Marcus theory stems from the insight that the rate of a charge-transfer process depends critically on what’s going on in the solvent or other surrounding medium. In water and other polar solvents, for example, the negatively charged ends of solvent molecules are drawn to positively charged regions of a solute molecule, and vice versa. When charge is redistributed among one or more solute molecules, the energetically preferred solvent configuration changes.

A full representation of the solvent configuration would require a many-dimensional space, but the key features can be collapsed onto a single coordinate, as shown in figure 1. The initial and final states of the reaction have their lowest free energies for different solvent configurations, and in either state, perturbing the solvent away from its preferred configuration increases the free energy in a way that’s well approximated by a parabola.

Figure 1.

PTO.v72.i6.16_1.f1.jpg

According to Marcus theory, a charge-transfer reaction can proceed only at the point where the free-energy curves of the initial and final states intersect. In the normal region of parameter space, lowering the final-state free energy (as represented by the series of blue parabolas) also lowers the free energy of the crossing point, and the reaction speeds up. But in the Marcus inverted region, lowering the final-state free energy (red parabolas) raises the crossing-point free energy, and the reaction slows down.

View larger

The law of conservation of energy dictates that charge transfer can proceed only when the initial and final states have the same free energy at the same solvent configuration—that is, at the point where their parabolas cross. In most cases, the crossing point is not at the bottom of the initial-state free-energy curve, so it represents a free-energy barrier the system must surmount.
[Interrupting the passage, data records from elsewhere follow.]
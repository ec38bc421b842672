//! Eligibility proof artifacts.
//!
//! The artifact mirrors the `proof.json` layout emitted by ZoKrates for the
//! Groth16 scheme on bn128, which is also the layout the Solidity
//! `verifyTx` contract consumes:
//!
//! ```text
//! { "scheme": "g16", "curve": "bn128",
//!   "proof": { "a": [x, y], "b": [[x0, x1], [y0, y1]], "c": [x, y] },
//!   "inputs": [threshold_wei, verdict] }
//! ```

use chrono::{DateTime, Utc};
use ethers_core::types::{Address, U256};
use serde::{Deserialize, Serialize};
use uuid::Uuid;

use crate::amount::EthAmount;

pub const PROOF_SCHEME: &str = "g16";
pub const PROOF_CURVE: &str = "bn128";
pub const PUBLIC_INPUT_COUNT: usize = 2;

/// Group elements of a pairing-based proof.
#[derive(Clone, Debug, PartialEq, Eq, Serialize, Deserialize)]
pub struct G16Proof {
    pub a: [U256; 2],
    pub b: [[U256; 2]; 2],
    pub c: [U256; 2],
}

/// Public inputs exposed to the verifier.
///
/// Slot 0 is the threshold in wei that the balance was compared against,
/// slot 1 is the comparison output (1 when the balance met the threshold).
#[derive(Clone, Copy, Debug, PartialEq, Eq, Serialize, Deserialize)]
#[serde(transparent)]
pub struct PublicInputs(pub [U256; PUBLIC_INPUT_COUNT]);

impl PublicInputs {
    pub fn bind(threshold: EthAmount, eligible: bool) -> Self {
        let verdict = if eligible { U256::one() } else { U256::zero() };
        Self([threshold.wei(), verdict])
    }

    pub fn threshold(&self) -> EthAmount {
        EthAmount::from_wei(self.0[0])
    }

    pub fn attests_eligibility(&self) -> bool {
        self.0[1] == U256::one()
    }

    pub fn as_array(&self) -> [U256; PUBLIC_INPUT_COUNT] {
        self.0
    }
}

/// A proof plus the public inputs it was produced for.
#[derive(Clone, Debug, PartialEq, Eq, Serialize, Deserialize)]
pub struct ProofArtifact {
    pub scheme: String,
    pub curve: String,
    pub proof: G16Proof,
    pub inputs: PublicInputs,
}

impl ProofArtifact {
    pub fn new(proof: G16Proof, inputs: PublicInputs) -> Self {
        Self {
            scheme: PROOF_SCHEME.to_string(),
            curve: PROOF_CURVE.to_string(),
            proof,
            inputs,
        }
    }

    /// Whether the artifact names the proof system this workspace speaks.
    pub fn is_supported_scheme(&self) -> bool {
        self.scheme.eq_ignore_ascii_case(PROOF_SCHEME) && self.curve.eq_ignore_ascii_case(PROOF_CURVE)
    }

    /// True when the artifact was generated for `threshold` and claims the
    /// balance met it.
    pub fn attests(&self, threshold: EthAmount) -> bool {
        self.inputs.threshold() == threshold && self.inputs.attests_eligibility()
    }
}

/// What a successful, eligible generation hands over for verification.
///
/// `claimant` is the account whose balance was proven; only that account
/// may be registered with the claim.
#[derive(Clone, Debug, PartialEq, Eq, Serialize, Deserialize)]
#[serde(rename_all = "camelCase")]
pub struct EligibilityClaim {
    pub pump_id: Uuid,
    pub claimant: Address,
    pub artifact: ProofArtifact,
    pub generated_at: DateTime<Utc>,
}

#[cfg(test)]
mod tests {
    use super::*;

    fn sample_proof() -> G16Proof {
        G16Proof {
            a: [U256::from(1u8), U256::from(2u8)],
            b: [
                [U256::from(3u8), U256::from(4u8)],
                [U256::from(5u8), U256::from(6u8)],
            ],
            c: [U256::from(7u8), U256::from(8u8)],
        }
    }

    #[test]
    fn inputs_bind_threshold_and_verdict() {
        let threshold = EthAmount::parse("0.01").unwrap();
        let artifact = ProofArtifact::new(sample_proof(), PublicInputs::bind(threshold, true));

        assert!(artifact.is_supported_scheme());
        assert!(artifact.attests(threshold));
        assert!(!artifact.attests(EthAmount::parse("0.02").unwrap()));

        let failed = ProofArtifact::new(sample_proof(), PublicInputs::bind(threshold, false));
        assert!(!failed.attests(threshold));
    }

    #[test]
    fn reads_zokrates_proof_json() {
        let json = serde_json::json!({
            "scheme": "g16",
            "curve": "bn128",
            "proof": {
                "a": ["0x01", "0x02"],
                "b": [["0x03", "0x04"], ["0x05", "0x06"]],
                "c": ["0x07", "0x08"]
            },
            "inputs": [
                "0x000000000000000000000000000000000000000000000000002386f26fc10000",
                "0x0000000000000000000000000000000000000000000000000000000000000001"
            ]
        });

        let artifact: ProofArtifact = serde_json::from_value(json).unwrap();
        assert_eq!(artifact.proof, sample_proof());
        assert_eq!(artifact.inputs.threshold().to_string(), "0.01");
        assert!(artifact.inputs.attests_eligibility());
    }
}
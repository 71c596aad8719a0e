// This Source Code Form is subject to the terms of the Mozilla Public
// License, v. 2.0. If a copy of the MPL was not distributed with this
// file, You can obtain one at http://mozilla.org/MPL/2.0/.

//! End-to-end resolution over the public surface: content-mode
//! detection, every supported dialect, and legacy translation.

use chrono::{TimeZone, Utc};
use funnel::codec::{binary, json};
use funnel::{
    resolve, EnvelopeError, Event, EventData, Resolved, SpecVersion,
};
use http::header::{HeaderName, HeaderValue};
use http::HeaderMap;
use serde_json::json;

fn headers(pairs: &[(&str, &str)]) -> HeaderMap {
    let mut map = HeaderMap::new();
    for (name, value) in pairs {
        map.insert(
            HeaderName::try_from(*name).unwrap(),
            HeaderValue::try_from(*value).unwrap(),
        );
    }
    map
}

#[test]
fn structured_round_trip_every_dialect() -> Result<(), EnvelopeError> {
    for version in SpecVersion::ALL {
        let mut builder = Event::builder()
            .spec_version(version)
            .id("42")
            .source("//example.com/app")
            .event_type("com.example.ping")
            .time(Utc.with_ymd_and_hms(2024, 5, 6, 7, 8, 9).unwrap())
            .data_content_type("application/json")
            .data(json!({"n": 7}))
            .extension("traceparent", "00-abc");
        if version.schema().lookup_canonical("subject").is_some() {
            builder = builder.subject("things/42");
        }
        let event = builder.build()?;

        let body = json::encode_bytes(&event)?;
        let map =
            headers(&[("content-type", "application/cloudevents+json")]);
        match resolve(&map, &body, false)? {
            Resolved::Event(decoded) => assert_eq!(decoded, event),
            other => panic!("unexpected resolution: {other:?}"),
        }
    }
    Ok(())
}

#[test]
fn binary_round_trip_through_resolve() -> Result<(), EnvelopeError> {
    let event = Event::builder()
        .spec_version(SpecVersion::V1_0)
        .id("42")
        .source("//example.com/app")
        .event_type("com.example.blob")
        .data_content_type("application/octet-stream")
        .data(vec![0u8, 159, 146, 150])
        .build()?;
    let (map, body) = binary::encode(&event)?;
    match resolve(&map, &body, false)? {
        Resolved::Event(decoded) => assert_eq!(decoded, event),
        other => panic!("unexpected resolution: {other:?}"),
    }
    Ok(())
}

// The two concrete resolution cases the wire format guarantees.

#[test]
fn resolves_structured_curl_example() -> Result<(), EnvelopeError> {
    let map = headers(&[(
        "content-type",
        "application/cloudevents+json; charset=utf-8",
    )]);
    let body = br#"{"specversion":"1.0","id":"123","source":"curl","type":"com.example.test","data":"hi"}"#;
    let Resolved::Event(event) = resolve(&map, body, false)? else {
        panic!("expected a single event");
    };
    assert_eq!(event.id(), "123");
    assert_eq!(event.event_type(), "com.example.test");
    assert_eq!(event.data().as_json().unwrap(), &json!("hi"));
    Ok(())
}

#[test]
fn resolves_binary_text_example() -> Result<(), EnvelopeError> {
    let map = headers(&[
        ("ce-id", "1"),
        ("ce-source", "s"),
        ("ce-type", "t"),
        ("ce-specversion", "1.0"),
        ("content-type", "text/plain"),
    ]);
    let Resolved::Event(event) = resolve(&map, b"payload", false)? else {
        panic!("expected a single event");
    };
    assert_eq!(event.data_content_type(), Some("text/plain"));
    assert_eq!(event.data(), &EventData::Text("payload".into()));
    assert_eq!(event.data().to_bytes()?.as_ref(), b"payload");
    Ok(())
}

#[test]
fn batch_preserves_order_and_count() -> Result<(), EnvelopeError> {
    let events: Vec<Event> = (0..5)
        .map(|i| {
            Event::builder()
                .spec_version(SpecVersion::V1_0)
                .id(i.to_string())
                .source("s")
                .event_type("t")
                .build()
        })
        .collect::<Result<_, _>>()?;
    let body = json::encode_batch_bytes(&events)?;
    let map =
        headers(&[("content-type", "application/cloudevents-batch+json")]);
    let Resolved::Batch(decoded) = resolve(&map, &body, false)? else {
        panic!("expected a batch");
    };
    assert_eq!(decoded, events);

    let Resolved::Batch(empty) = resolve(&map, b"[]", false)? else {
        panic!("expected a batch");
    };
    assert!(empty.is_empty());
    Ok(())
}

#[test]
fn legacy_pubsub_push_end_to_end() -> Result<(), EnvelopeError> {
    let body = serde_json::to_vec(&json!({
        "context": {
            "eventId": "1215011316659232",
            "timestamp": "2020-05-18T12:13:19Z",
            "eventType": "google.pubsub.topic.publish",
            "resource": {
                "service": "pubsub.googleapis.com",
                "name": "projects/sample-project/topics/gcf-test",
            },
        },
        "data": { "data": "MTA=" },
    }))
    .unwrap();
    let map = headers(&[("content-type", "application/json")]);
    let Resolved::Legacy(translated) = resolve(&map, &body, false)? else {
        panic!("expected a legacy translation");
    };
    let event = &translated.event;
    assert_eq!(event.spec_version(), SpecVersion::V1_0);
    assert_eq!(
        event.event_type(),
        "google.cloud.pubsub.topic.v1.messagePublished"
    );
    assert_eq!(
        event.source(),
        "//pubsub.googleapis.com/projects/sample-project/topics/gcf-test"
    );
    let message = &event.data().as_json().unwrap()["message"];
    assert_eq!(message["data"], "MTA=");
    assert_eq!(message["messageId"], "1215011316659232");

    // The translated event itself survives a structured round trip
    let re_encoded = json::encode_bytes(event)?;
    assert_eq!(json::decode(&re_encoded)?, *event);
    Ok(())
}

#[test]
fn unknown_request_shape_fails() {
    let map = headers(&[("content-type", "text/html")]);
    let err = resolve(&map, b"<p>hello</p>", false).unwrap_err();
    assert!(matches!(err, EnvelopeError::Unrecognized(_)));
}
The higher the barrier, the slower the reaction.

The seven final-state parabolas in figure 1 represent a series of hypothetical reactions that are identical in every respect except for the free-energy difference between the initial and final states, also called the driving force. (In the lab, such a series might be approximated by chemically altering the electron donor or acceptor to have different affinities for the transferred electron.) In the normal (noninverted) region of parameter space, shown by the blue parabolas, increasing the driving force lowers the crossing point’s free energy and speeds up the reaction. But that trend can’t continue indefinitely. Eventually, as shown by the gray parabola, the crossing point reaches the initial state’s free-energy minimum; in that case, there’s no barrier to the reaction, and the charge transfer is as fast as it can possibly be. At still larger driving forces, as shown by the red parabolas, the free energy of the crossing point starts to rise again, and the charge transfer slows down. That’s the Marcus inverted region.

Defying diffusion

Early attempts to experimentally observe the inverted region came up short. As the driving force was increased, the rate of electron transfer initially increased, as expected—but then it leveled off and never clearly decreased. The problem was diffusion: In an electron transfer between two molecules in solution, the measured rate depends not only on the intrinsic transfer rate, as described by Marcus theory, but also on how frequently the donor and acceptor molecules approach each other. When the intrinsic rate is fast, as it is at the onset of the inverted region, the transfer occurs essentially immediately every time a donor and an acceptor get close enough. The rate-limiting step is diffusion, and the intrinsic transfer rate is obscured.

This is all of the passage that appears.